The prevalence of gigantomastia is very low in our department. It is well known that this is a rare condition in the literature.5,12–14 This could be explained by the fact that our work is a preliminary study, and by the fact that it was carried out in only one hospital in the country. There are no population-based studies in the literature, which makes it impossible to determine the exact prevalence of this clinical entity. Usually, women are very embarrassed to talk about this condition. They rarely seek help, or only when the psycho-affective and physical repercussions become disabling. Public information and screening campaigns should be launched (in secondary schools, communities, etc.) to raise awareness of the treatment options for this condition and hopefully increase the number of cases. Nevertheless, the literature is full of case studies and cohorts of cases.5,8,9,12,15–18 In Black Africa, Togo Keita,12 in a study of gigantomastia in the B surgery department of the CHU du Point G in Bamako, Mali, in 2022, found four cases over a period of six years. Kibadi9 and Traoré10 published one case each, in the Democratic Republic of Congo and Mali respectively. It is mainly North African authors who have extensive experience of this condition in Africa. Bouchaouch,11 Slaihi19 and Belcadi,20 all in Rabat, have published 5 cases in 2008, 64 cases in 2022 and 51 cases in 2020 respectively. In Gabon, we were unable to find any published studies on the same subject. In the West, the literature is rich and also concerns cases or even cohorts of cases.4,18,21 Gigantomastia affected rather young women, as shown by the average age of the patients in our series (27 years). This is consistent with several series.12,22–24 Like Togo Keita,12 we can say that gigantomastia is a pathology that can occur as early as puberty or even before puberty.

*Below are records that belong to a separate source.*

//! Developer tasks (schema generation, conformance checks).
//!
//! Keeping this separate avoids bloating the end-user CLI.

use anyhow::{Context, bail};
use kubeguard_app::{CheckInput, load_config, run_check};
use kubeguard_query::ReplayRunner;
use kubeguard_settings::Overrides;
use kubeguard_types::explain;
use schemars::schema_for;
use std::fs;
use std::path::{Path, PathBuf};

/// Get the project root (parent of xtask directory).
fn project_root() -> PathBuf {
    let manifest_dir = PathBuf::from(env!("CARGO_MANIFEST_DIR"));
    match manifest_dir.parent() {
        Some(root) if manifest_dir.ends_with("xtask") => root.to_path_buf(),
        _ => manifest_dir,
    }
}

fn schemas_dir() -> PathBuf {
    project_root().join("schemas")
}

fn fixtures_dir() -> PathBuf {
    project_root().join("tests").join("fixtures")
}

/// Schema definition with its target filename.
struct SchemaSpec {
    filename: &'static str,
    generate: fn() -> schemars::Schema,
}

fn generate_report_schema() -> schemars::Schema {
    schema_for!(kubeguard_types::KubeguardReport)
}

fn generate_config_schema() -> schemars::Schema {
    schema_for!(kubeguard_settings::KubeguardConfigV1)
}

fn schema_specs() -> Vec<SchemaSpec> {
    vec![
        SchemaSpec {
            filename: "kubeguard.report.v1.json",
            generate: generate_report_schema,
        },
        SchemaSpec {
            filename: "kubeguard.config.v1.json",
            generate: generate_config_schema,
        },
    ]
}

/// Serialize a schema to pretty-printed JSON with trailing newline.
fn serialize_schema(schema: &schemars::Schema) -> anyhow::Result<String> {
    let mut json = serde_json::to_string_pretty(schema).context("Failed to serialize schema")?;
    json.push('\n');
    Ok(json)
}

/// Emit schemas to the schemas/ directory.
fn emit_schemas() -> anyhow::Result<()> {
    let dir = schemas_dir();
    fs::create_dir_all(&dir).context("Failed to create schemas directory")?;

    for spec in schema_specs() {
        let json = serialize_schema(&(spec.generate)())?;
        let path = dir.join(spec.filename);
        fs::write(&path, &json)
            .with_context(|| format!("Failed to write schema to {}", path.display()))?;
        println!("Wrote {}", path.display());
    }

    println!("\nSchemas emitted successfully.");
    Ok(())
}

/// Validate that schemas in the repo match what would be generated.
fn validate_schemas() -> anyhow::Result<()> {
    let dir = schemas_dir();
    let mut missing = Vec::new();
    let mut mismatched = Vec::new();

    for spec in schema_specs() {
        let path = dir.join(spec.filename);
        if !path.exists() {
            missing.push(spec.filename);
            continue;
        }

        let expected = serialize_schema(&(spec.generate)())?;
        let actual = fs::read_to_string(&path)
            .with_context(|| format!("Failed to read {}", path.display()))?;
        if expected != actual {
            mismatched.push(spec.filename);
        }
    }

    if missing.is_empty() && mismatched.is_empty() {
        println!("All schemas are up to date.");
        return Ok(());
    }

    if !missing.is_empty() {
        eprintln!("Missing schemas:");
        for name in &missing {
            eprintln!("  - {}", name);
        }
    }
    if !mismatched.is_empty() {
        eprintln!("Schemas out of date:");
        for name in &mismatched {
            eprintln!("  - {}", name);
        }
    }
    eprintln!("\nRun `cargo run -p xtask -- emit-schemas` to regenerate.");
    bail!("Schema validation failed")
}

fn print_help() {
    eprintln!("xtask commands:");
    eprintln!("  help              Show this message");
    eprintln!("  emit-schemas      Generate JSON schemas from Rust types to schemas/");
    eprintln!("  validate-schemas  Check if schemas/ matches generated output (for CI)");
    eprintln!("  print-schema-ids  Print known schema IDs");
    eprintln!("  conform           Run every replay fixture and validate reports against the schema");
    eprintln!("  explain-coverage  Validate all control IDs and codes have explanations");
}

/// Replay fixtures: directories under tests/fixtures holding a kubeguard.toml.
fn replay_fixtures() -> anyhow::Result<Vec<PathBuf>> {
    let dir = fixtures_dir();
    let mut out = Vec::new();
    for entry in fs::read_dir(&dir).with_context(|| format!("read {}", dir.display()))? {
        let path = entry?.path();
        if path.join("kubeguard.toml").is_file() {
            out.push(path);
        }
    }
    out.sort();
    Ok(out)
}

fn check_fixture(fixture: &Path) -> anyhow::Result<serde_json::Value> {
    let config_text = fs::read_to_string(fixture.join("kubeguard.toml")).context("read config")?;
    let resolved = load_config(&config_text, Overrides::default())?;
    let runner = ReplayRunner::new(fixture.to_string_lossy().into_owned());
    let output = run_check(CheckInput {
        resolved,
        runner: &runner,
        jobs: Some(1),
    })?;
    serde_json::to_value(&output.report).context("serialize report")
}

/// Conformance: every fixture's report validates against the report schema and only uses
/// documented violation codes.
fn conform() -> anyhow::Result<()> {
    let schema = serde_json::to_value(generate_report_schema()).context("schema to json")?;
    let validator = jsonschema::draft7::new(&schema)
        .map_err(|e| anyhow::anyhow!("invalid report schema: {e}"))?;

    let fixtures = replay_fixtures()?;
    if fixtures.is_empty() {
        bail!("no replay fixtures found under {}", fixtures_dir().display());
    }

    let mut errors = Vec::new();
    for fixture in &fixtures {
        let name = fixture
            .file_name()
            .map(|n| n.to_string_lossy().into_owned())
            .unwrap_or_default();
        let report = check_fixture(fixture).with_context(|| format!("fixture '{name}'"))?;

        for err in validator.iter_errors(&report) {
            errors.push(format!("{name}: {err}"));
        }

        let results = report["results"].as_array().cloned().unwrap_or_default();
        for result in &results {
            let control_id = result["control_id"].as_str().unwrap_or_default();
            let violations = result["violations"].as_array().cloned().unwrap_or_default();
            for v in &violations {
                let code = v["code"].as_str().unwrap_or_default();
                if !explain::all_codes().contains(&code) {
                    errors.push(format!("{name}: {control_id} uses undocumented code '{code}'"));
                }
            }
        }

        println!("  ✓ fixture '{}' ({} controls)", name, results.len());
    }

    if errors.is_empty() {
        println!("\n✓ {} fixtures conform", fixtures.len());
        Ok(())
    } else {
        for error in &errors {
            eprintln!("  - {}", error);
        }
        bail!("Conformance failed with {} errors", errors.len())
    }
}

/// Validate that all control IDs and codes have explanations, and that every built-in
/// control is documented.
fn explain_coverage() -> anyhow::Result<()> {
    let control_ids = explain::all_control_ids();
    let codes = explain::all_codes();
    let mut errors = Vec::new();

    for id in control_ids.iter().chain(codes.iter()) {
        match explain::lookup_explanation(id) {
            Some(exp) => {
                if exp.title.is_empty() {
                    errors.push(format!("'{}' has empty title", id));
                }
                if exp.description.is_empty() {
                    errors.push(format!("'{}' has empty description", id));
                }
                if exp.remediation.is_empty() {
                    errors.push(format!("'{}' has empty remediation", id));
                }
            }
            None => errors.push(format!("'{}' has no explanation", id)),
        }
    }

    for control in kubeguard_settings::builtin_controls() {
        if !control_ids.contains(&control.id.as_str()) {
            errors.push(format!("built-in control '{}' is not documented", control.id));
        }
    }

    if errors.is_empty() {
        println!("✓ {} control IDs have explanations", control_ids.len());
        println!("✓ {} codes have explanations", codes.len());
        println!("\n✓ All explain coverage checks passed!");
        Ok(())
    } else {
        for error in &errors {
            eprintln!("  - {}", error);
        }
        bail!(
            "Explain coverage validation failed with {} errors",
            errors.len()
        )
    }
}

fn main() -> anyhow::Result<()> {
    let args: Vec<String> = std::env::args().collect();
    let cmd = args.get(1).map(|s| s.as_str()).unwrap_or("help");

    match cmd {
        "help" | "--help" | "-h" => {
            print_help();
            Ok(())
        }
        "emit-schemas" => emit_schemas(),
        "validate-schemas" => validate_schemas(),
        "conform" => conform(),
        "explain-coverage" => explain_coverage(),
        "print-schema-ids" => {
            for spec in schema_specs() {
                println!("{}", spec.filename.trim_end_matches(".json"));
            }
            Ok(())
        }
        other => bail!("unknown xtask command: {other}\n\nRun `cargo run -p xtask -- help` for usage."),
    }
    .context("xtask failed")
}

The size of the cup varied from F to G in our study. Belcadi20 found a cup size almost similar to ours, ranging from E to F. These women have difficulty finding bras in their size and many of them hardly ever wear them anymore, as the youngest patient (15 years) in our series admitted. This teenager was forced to "wear a scarf over her chest every time, in order to reduce her large breasts and avoid the gaze of others". A major risk is the patients' personal hygiene. As they can no longer find a bra that fits, some are forced to wear the same bra over and over again, with risks to their thoracic hygiene (sweating, maceration of the folds, etc.), as Tarek has pointed out.23 The clinical picture of our patients was similar to that reported in the literature.11,12,19,23,25 These included functional and aesthetic problems, including back and neck pain, postural deformities and recurrent infections in the sub-mammary region. Bilateral gigantomastia was the most common in our study (75%), most often associated with a fibroadenoma. Gaye24 and Palvé26 report in their respective studies a predominance of bilateral gigantomastia. The mean breast axis in our study is similar to that reported by Abozeid,27 in a case series study with 12-month follow-up of the Mac Kissock reduction plasty revisited, who found a similar result, i.e. 34.12 cm, thus reflecting the size of the gigantomastia. Other studies, such as Gaye24 and Chetty,21 used the arrow in their work and found arrows of 31 cm and 44.13 cm respectively. The more severe the gigantomastia, the higher the axis. The choice between axis and sag is purely academic. The axis is much more commonly used by the French-speaking school. The arrow, on the other hand, is used more by the Anglo-Saxon school.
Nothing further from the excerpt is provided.